Title: ECOLOGICAL DISPARITY AND DIASPORA IN THE HUNGRY TIDE AND GUN ISLAND
Authors: Dr Mafruha Ferdous, Bangladesh
Abstract:

Ecology is the study of the relationships between living organisms, including humans, and their physical environment. It seeks to understand the vital connections between plants and animals and the world around them. The portrayal of the interactions between the physical and human environments in literature is now offer focused on. While the third millennium is heralded as “the century of the environment”, ecocriticism is a thriving and belligerent academic field within literary studies (Love A. 1). It investigates relationships between human beings and the non-human environment. After all, ecological stability is a prerequisite to preserving a sustainable world. Located in the Bengal Delta basin, South Asian countries in particular, are exposed to natural disasters such as floods, storms, etc. In this region, the environment is constantly threatened by human and natural calamities.
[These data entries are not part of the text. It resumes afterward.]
use crate::error::{AppError, Result};

/// Crowd-ratio move (percentage points) between two snapshots that raises a swing alert.
pub const SWING_ALERT_THRESHOLD_PERCENT: i64 = 10;

/// Snapshots fetched per market for swing detection on list/stake reads.
pub const SWING_SNAPSHOT_LIMIT: i64 = 2;

/// Recent snapshots returned by the market detail endpoint.
pub const DETAIL_SNAPSHOT_LIMIT: i64 = 20;

/// Recent score samples returned by the market detail endpoint.
pub const DETAIL_SERIES_LIMIT: i64 = 12;

/// Max markets settled per /cron/resolve invocation.
pub const RESOLVE_BATCH_LIMIT: i64 = 50;

/// Max markets settled during the resolve phase of /cron/rollover.
pub const ROLLOVER_RESOLVE_LIMIT: i64 = 100;

/// Score-sample lookback window for category selection (hours).
pub const DEFAULT_LOOKBACK_HOURS: i64 = 24;

/// Categories opened per top-level group each cycle.
pub const DEFAULT_PER_GROUP_LIMIT: usize = 3;

/// Stake requests allowed per user within the rate-limit window.
pub const STAKE_RATE_LIMIT_MAX: usize = 10;

/// Stake rate-limit window (seconds).
pub const STAKE_RATE_LIMIT_WINDOW_SECS: u64 = 60;

/// Best-effort dedupe window for rapid repeat rollover triggers (seconds).
/// The store-level market_key upsert remains the authoritative guard.
pub const ROLLOVER_COOLDOWN_SECS: u64 = 30;

/// Markets returned per board query before per-category dedupe.
pub const MARKET_LIST_LIMIT: i64 = 30;

pub const LEADERBOARD_DEFAULT_LIMIT: i64 = 20;
pub const LEADERBOARD_MAX_LIMIT: i64 = 50;

/// Row caps for the leaderboard scans (stats table, period ledger window).
pub const LEADERBOARD_STATS_SCAN_LIMIT: i64 = 500;
pub const LEADERBOARD_LEDGER_SCAN_LIMIT: i64 = 20_000;

/// Initial rating for a user's first resolved market.
pub const DEFAULT_RATING: i64 = 1000;

#[derive(Debug, Clone)]
pub struct Config {
    pub db_path: String,
    pub api_port: u16,
    pub log_level: String,
    /// Points locked per stake request (MARKET_STAKE_POINTS).
    pub stake_points: i64,
    /// Balance seeded into a wallet on first access (MARKET_WALLET_SEED).
    pub wallet_seed_points: i64,
    /// Hours a market accepts positions after opening (MARKET_VOTING_HOURS).
    pub voting_hours: i64,
    /// Hours between lock and resolve (MARKET_COOLDOWN_HOURS).
    pub cooldown_hours: i64,
    /// Shared secret for the cron endpoints (CRON_SECRET). None disables them.
    pub cron_secret: Option<String>,
}

impl Config {
    pub fn from_env() -> Result<Self> {
        let cooldown_hours =
            parse_positive_i64(std::env::var("MARKET_COOLDOWN_HOURS").ok()).unwrap_or(1);

        // MARKET_WINDOW_HOURS is the legacy knob for the total cycle length;
        // voting hours derive from it when MARKET_VOTING_HOURS is unset.
        let voting_hours = parse_positive_i64(std::env::var("MARKET_VOTING_HOURS").ok())
            .or_else(|| {
                parse_positive_i64(std::env::var("MARKET_WINDOW_HOURS").ok())
                    .map(|window| (window - cooldown_hours).max(1))
            })
            .unwrap_or(23);

        Ok(Self {
            db_path: std::env::var("DB_PATH").unwrap_or_else(|_| "crowdpulse.db".to_string()),
            api_port: std::env::var("API_PORT")
                .unwrap_or_else(|_| "3000".to_string())
                .parse::<u16>()
                .map_err(|_| AppError::Config("API_PORT must be a valid port number".to_string()))?,
            log_level: std::env::var("LOG_LEVEL").unwrap_or_else(|_| "info".to_string()),
            stake_points: parse_positive_i64(std::env::var("MARKET_STAKE_POINTS").ok())
                .unwrap_or(100),
            wallet_seed_points: parse_positive_i64(std::env::var("MARKET_WALLET_SEED").ok())
                .unwrap_or(1000),
            voting_hours,
            cooldown_hours,
            cron_secret: std::env::var("CRON_SECRET").ok().filter(|s| !s.is_empty()),
        })
    }

    /// Full market cycle: voting window plus the settle cooldown.
    pub fn cycle_hours(&self) -> i64 {
        self.voting_hours + self.cooldown_hours
    }
}

fn parse_positive_i64(value: Option<String>) -> Option<i64> {
    value
        .and_then(|v| v.trim().parse::<i64>().ok())
        .filter(|v| *v > 0)
}

#[cfg(test)]
mod tests {
    use super::*;

    #[test]
    fn positive_parse_rejects_zero_and_garbage() {
        assert_eq!(parse_positive_i64(Some("12".to_string())), Some(12));
        assert_eq!(parse_positive_i64(Some("0".to_string())), None);
        assert_eq!(parse_positive_i64(Some("-3".to_string())), None);
        assert_eq!(parse_positive_i64(Some("abc".to_string())), None);
        assert_eq!(parse_positive_i64(None), None);
    }
}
Occupying both Bangladesh and India, the Sundarbans, the largest mangrove forest in the world, the Sundarbans is increasingly vulnerable. Inevitably, the lives of the people living around them are also volatile. Indeed diasporas are common since the beginning of the history of the Sundarbans because of such vulnerability. Amitav Ghosh, a great South Asian writer and environmentalist, notes how ecological imbalance impacts on its inhabitants’ lives.